National Agricultural Literacy Curriculum Matrix


High-Tech Food

Grade Level(s)

6 - 8

Estimated Time

45 Minutes


This lesson plan introduces the high-tech aspects of agricultural production and explores the related careers.


Essential Files (maps, charts, pictures, or documents)


DNA: deoxyribonucleic acid, a self-replicating material present in nearly all living organisms as the main constituent of chromosomes; the carrier of genetic information

genetically modified food: genetically modified (GM) foods are foods derived from organisms whose genetic material (DNA) has been modified in a way that does not occur through a normal reproductive process (e.g., through the introduction of a gene from a different organism)

Did you know? (Ag Facts)

  • Thanks to GPS tractors, combines, sprayers and more can accurately drive themselves through a field. The GPS guidance is great because it removes human error from overlap, saving fuel and equipment hours.
  • Telematics allows a farmer's equipment (machines) to talk to the farmer, equipment dealers, and even other equipment. Depending upon a problem, a farmer might not even have to speak to a mechanic to find out what is wrong. The machine would diagnose the problem and order the part from an equipment dealer.

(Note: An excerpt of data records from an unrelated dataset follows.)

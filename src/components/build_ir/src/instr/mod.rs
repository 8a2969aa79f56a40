mod call;
mod compare;
mod memory;
mod phi;

use crate::{BuildError, BuildErrorKind, func_builder::FuncBuilder};

/// Translates one instruction, whose result type follows from its operands.
pub fn resolve_instr(
    builder: &mut FuncBuilder,
    ast_instr: &ast::Instr,
) -> Result<ir::Instr, BuildError> {
    let source = ast_instr.source;

    let (ty, kind) = match &ast_instr.kind {
        ast::InstrKind::Binary { op, x, y } => {
            let (x, x_type) = builder.resolve_typed(x)?;
            let (y, y_type) = builder.resolve_typed(y)?;
            builder.check_type(format!("operands of '{}'", op), &x_type, &y_type, source);
            (x_type, ir::InstrKind::Binary { op: *op, x, y })
        }
        ast::InstrKind::Alloca { elem, count } => memory::resolve_alloca(builder, elem, count)?,
        ast::InstrKind::Load { elem, src } => memory::resolve_load(builder, elem, src, source)?,
        ast::InstrKind::Store { src, dst } => memory::resolve_store(builder, src, dst, source)?,
        ast::InstrKind::GetElementPtr {
            elem,
            src,
            indices,
            in_bounds,
        } => memory::resolve_gep(builder, elem, src, indices, *in_bounds, source)?,
        ast::InstrKind::Conversion { op, from, to } => {
            let from = builder.resolve_value(from)?;
            let to = builder.resolve_type(to)?;

            (
                to.clone(),
                ir::InstrKind::Conversion { op: *op, from, to },
            )
        }
        ast::InstrKind::ICmp { pred, x, y } => compare::resolve_icmp(builder, pred, x, y, source)?,
        ast::InstrKind::FCmp { pred, x, y } => compare::resolve_fcmp(builder, pred, x, y, source)?,
        ast::InstrKind::Select { cond, x, y } => {
            compare::resolve_select(builder, cond, x, y, source)?
        }
        ast::InstrKind::Phi { ty, incoming } => phi::resolve_phi(builder, ty, incoming)?,
        ast::InstrKind::Call {
            return_type,
            callee,
            args,
        } => call::resolve_call(builder, return_type, callee, args, source)?,
        ast::InstrKind::Other { opcode } => {
            return Err(BuildErrorKind::UnsupportedConstruct {
                construct: format!("{} instruction", opcode),
            }
            .at(source));
        }
    };

    Ok(ir::Instr {
        name: ast_instr.name.clone(),
        ty,
        kind,
        source,
    })
}
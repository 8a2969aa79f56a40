use crate::{FuncRef, GlobalRef, Module, Type};
use num_bigint::BigInt;
use ordered_float::OrderedFloat;
use primitives::{BinaryOp, ConversionOp, FloatPred, IntPred};

/// A self-typed constant.
///
/// Equality is structural, so two constants are equal exactly when they
/// denote the same value of the same type.
#[derive(Clone, Debug, PartialEq, Eq, Hash)]
pub enum Constant {
    Int { ty: Type, value: BigInt },
    Float { ty: Type, value: OrderedFloat<f64> },
    Null(Type),
    Undef(Type),
    ZeroInitializer(Type),
    Global(GlobalRef),
    Func(FuncRef),
    Struct { ty: Type, fields: Vec<Constant> },
    Array { ty: Type, elems: Vec<Constant> },
    Vector { ty: Type, elems: Vec<Constant> },
    CharArray { ty: Type, bytes: Vec<u8> },
    Expr(Box<ConstExpr>),
}

impl Constant {
    pub fn ty(&self, module: &Module) -> Type {
        match self {
            Constant::Int { ty, .. }
            | Constant::Float { ty, .. }
            | Constant::Null(ty)
            | Constant::Undef(ty)
            | Constant::ZeroInitializer(ty)
            | Constant::Struct { ty, .. }
            | Constant::Array { ty, .. }
            | Constant::Vector { ty, .. }
            | Constant::CharArray { ty, .. } => ty.clone(),
            Constant::Global(global_ref) => module.globals[*global_ref].ty(),
            Constant::Func(func_ref) => module.funcs[*func_ref].ty(),
            Constant::Expr(expr) => expr.ty.clone(),
        }
    }

    pub fn as_int(&self) -> Option<&BigInt> {
        match self {
            Constant::Int { value, .. } => Some(value),
            _ => None,
        }
    }
}

#[derive(Clone, Debug, PartialEq, Eq, Hash)]
pub struct ConstExpr {
    pub ty: Type,
    pub kind: ConstExprKind,
}

#[derive(Clone, Debug, PartialEq, Eq, Hash)]
pub enum ConstExprKind {
    Binary {
        op: BinaryOp,
        x: Constant,
        y: Constant,
    },
    Conversion {
        op: ConversionOp,
        from: Constant,
    },
    GetElementPtr {
        elem: Type,
        src: Constant,
        indices: Vec<Constant>,
        in_bounds: bool,
    },
    ICmp {
        pred: IntPred,
        x: Constant,
        y: Constant,
    },
    FCmp {
        pred: FloatPred,
        x: Constant,
        y: Constant,
    },
    Select {
        cond: Constant,
        x: Constant,
        y: Constant,
    },
}
#![no_std]

/*
    =======================  support/arena/src/lib.rs  ========================
    Typed index arenas that give IR entities stable identities
    ---------------------------------------------------------------------------
*/

mod arena;
mod id;
mod idx;
mod iter;
mod new_id;

extern crate alloc;

pub use arena::Arena;
pub use id::Id;
pub use idx::Idx;
pub use iter::{IntoIter, Iter, IterMut};
pub use new_id::NewId;
use crate::{BuildError, BuildErrorKind, func_builder::FuncBuilder};
use std::collections::HashSet;

pub fn resolve_term(builder: &mut FuncBuilder, term: &ast::Term) -> Result<ir::Term, BuildError> {
    let source = term.source;
    let return_type = &builder.func().sig.return_type;

    let kind = match &term.kind {
        ast::TermKind::Ret(None) => {
            builder.check_type("return value", return_type, &ir::Type::Void, source);
            ir::TermKind::Ret(None)
        }
        ast::TermKind::Ret(Some(value)) => {
            let (value, ty) = builder.resolve_typed(value)?;
            builder.check_type("return value", return_type, &ty, source);
            ir::TermKind::Ret(Some(value))
        }
        ast::TermKind::Br(label) => ir::TermKind::Br(builder.resolve_label(label)?),
        ast::TermKind::CondBr {
            cond,
            true_target,
            false_target,
        } => {
            let (cond_value, cond_type) = builder.resolve_typed(cond)?;
            builder.check_type("branch condition", &ir::Type::i1(), &cond_type, cond.source);

            ir::TermKind::CondBr {
                cond: cond_value,
                true_target: builder.resolve_label(true_target)?,
                false_target: builder.resolve_label(false_target)?,
            }
        }
        ast::TermKind::Switch { x, default, cases } => {
            let (x, x_type) = builder.resolve_typed(x)?;
            let default = builder.resolve_label(default)?;
            let mut seen = HashSet::with_capacity(cases.len());
            let mut resolved_cases = Vec::with_capacity(cases.len());

            for case in cases.iter() {
                let value = builder.resolve_constant(&case.value)?;
                let target = builder.resolve_label(&case.target)?;
                let module = &builder.mod_builder().module;

                builder.check_type("switch case", &x_type, &value.ty(module), case.value.source);

                if !seen.insert(value.clone()) {
                    builder.push_error(
                        BuildErrorKind::DuplicateSwitchCase {
                            value: value.display_typed(module).to_string(),
                        }
                        .at(case.value.source),
                    );
                }

                resolved_cases.push(ir::Case { value, target });
            }

            ir::TermKind::Switch {
                x,
                default,
                cases: resolved_cases,
            }
        }
        ast::TermKind::Unreachable => ir::TermKind::Unreachable,
        ast::TermKind::Other { opcode } => {
            return Err(BuildErrorKind::UnsupportedConstruct {
                construct: format!("{} terminator", opcode),
            }
            .at(source));
        }
    };

    Ok(ir::Term { kind, source })
}
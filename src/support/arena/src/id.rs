use core::{fmt::Debug, hash::Hash};

/// A trait for the raw key types used by arenas.
///
/// Two arenas with the same value type but different [`Id`] types hand out
/// indices that cannot be mixed up, which is how the IR keeps named types,
/// globals, and functions apart.
pub trait Id: Copy + Ord + Hash + Debug {
    /// The largest position (as a usize) this id type can represent.
    const MAX: usize;

    /// Converts a position into this id type.
    ///
    /// The input is guaranteed to be at most `Self::MAX`.
    fn from_usize(idx: usize) -> Self;

    /// Converts this id back into a position.
    fn into_usize(self) -> usize;
}

impl Id for u32 {
    const MAX: usize = u32::MAX as usize;

    #[inline]
    fn from_usize(idx: usize) -> Self {
        assert!(idx <= <Self as Id>::MAX);
        idx as u32
    }

    #[inline]
    fn into_usize(self) -> usize {
        self as usize
    }
}

impl Id for usize {
    const MAX: usize = usize::MAX;

    #[inline]
    fn from_usize(idx: usize) -> Self {
        idx
    }

    #[inline]
    fn into_usize(self) -> usize {
        self
    }
}
use crate::{
    BuildError, BuildErrorKind,
    func_builder::FuncBuilder,
    gep::{GepIndex, gep_result_type},
};
use source_files::Source;

pub fn resolve_alloca(
    builder: &mut FuncBuilder,
    elem: &ast::Type,
    count: &Option<ast::Value>,
) -> Result<(ir::Type, ir::InstrKind), BuildError> {
    let elem = builder.resolve_type(elem)?;

    let count = match count {
        Some(ast_count) => {
            let (count, count_type) = builder.resolve_typed(ast_count)?;

            if !builder
                .structural(&count_type)
                .is_some_and(|ty| ty.is_integer())
            {
                return Err(BuildErrorKind::NonIntegerOperand {
                    context: "alloca count".into(),
                    found: builder.type_name(&count_type),
                }
                .at(ast_count.source));
            }

            Some(count)
        }
        None => None,
    };

    Ok((elem.clone().pointer(), ir::InstrKind::Alloca { elem, count }))
}

pub fn resolve_load(
    builder: &mut FuncBuilder,
    elem: &ast::Type,
    src: &ast::Value,
    source: Source,
) -> Result<(ir::Type, ir::InstrKind), BuildError> {
    let elem = builder.resolve_type(elem)?;
    let (src, src_type) = builder.resolve_typed(src)?;

    let Some(ir::Type::Ptr(ptr)) = builder.structural(&src_type) else {
        return Err(BuildErrorKind::NotAPointer {
            context: "load source".into(),
            found: builder.type_name(&src_type),
        }
        .at(source));
    };

    // The pointee wins, the declared element type is only checked
    let severity = builder.mod_builder().options.load_element_mismatch;
    builder.check_type_with("load", &elem, &ptr.pointee, source, severity);

    Ok((*ptr.pointee, ir::InstrKind::Load { elem, src }))
}

pub fn resolve_store(
    builder: &mut FuncBuilder,
    src: &ast::Value,
    dst: &ast::Value,
    source: Source,
) -> Result<(ir::Type, ir::InstrKind), BuildError> {
    let (src, src_type) = builder.resolve_typed(src)?;
    let (dst, dst_type) = builder.resolve_typed(dst)?;

    let Some(ir::Type::Ptr(ptr)) = builder.structural(&dst_type) else {
        return Err(BuildErrorKind::NotAPointer {
            context: "store destination".into(),
            found: builder.type_name(&dst_type),
        }
        .at(source));
    };

    builder.check_type("store", &ptr.pointee, &src_type, source);
    Ok((ir::Type::Void, ir::InstrKind::Store { src, dst }))
}

pub fn resolve_gep(
    builder: &mut FuncBuilder,
    elem: &ast::Type,
    src: &ast::Value,
    indices: &[ast::Value],
    in_bounds: bool,
    source: Source,
) -> Result<(ir::Type, ir::InstrKind), BuildError> {
    let elem = builder.resolve_type(elem)?;
    let (src, src_type) = builder.resolve_typed(src)?;

    let indices = indices
        .iter()
        .map(|index| builder.resolve_typed(index))
        .collect::<Result<Vec<_>, _>>()?;

    if let Some(ir::Type::Ptr(ptr)) = builder.structural(&src_type) {
        builder.check_type("getelementptr element", &ptr.pointee, &elem, source);
    }

    let gep_indices = indices
        .iter()
        .map(|(value, ty)| GepIndex {
            ty: ty.clone(),
            constant: match value {
                ir::Value::Constant(constant) => constant.as_int(),
                _ => None,
            },
        })
        .collect::<Vec<_>>();

    let ty = gep_result_type(builder.mod_builder(), &src_type, &elem, &gep_indices)
        .map_err(|kind| kind.at(source))?;

    Ok((
        ty,
        ir::InstrKind::GetElementPtr {
            elem,
            src,
            indices: indices.into_iter().map(|(value, _)| value).collect(),
            in_bounds,
        },
    ))
}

Background Agricultural Connections

There really is science in your shopping cart! If we abide by the familiar saying “you are what you eat,” it is understandable that people may be concerned with the incredible advances in food science technology and their possible impacts on human health. For example, in recent years high-tech scientific processes such as genetic modification, irradiation, and cloning have all been used to increase the safety of the food supply, create foods that are more appealing to eat and easier to produce, and increase crop yields. This article will summarize a few hot topics in food science, address what is currently known about the safety of these processes, and present resources on the subject to use with your students.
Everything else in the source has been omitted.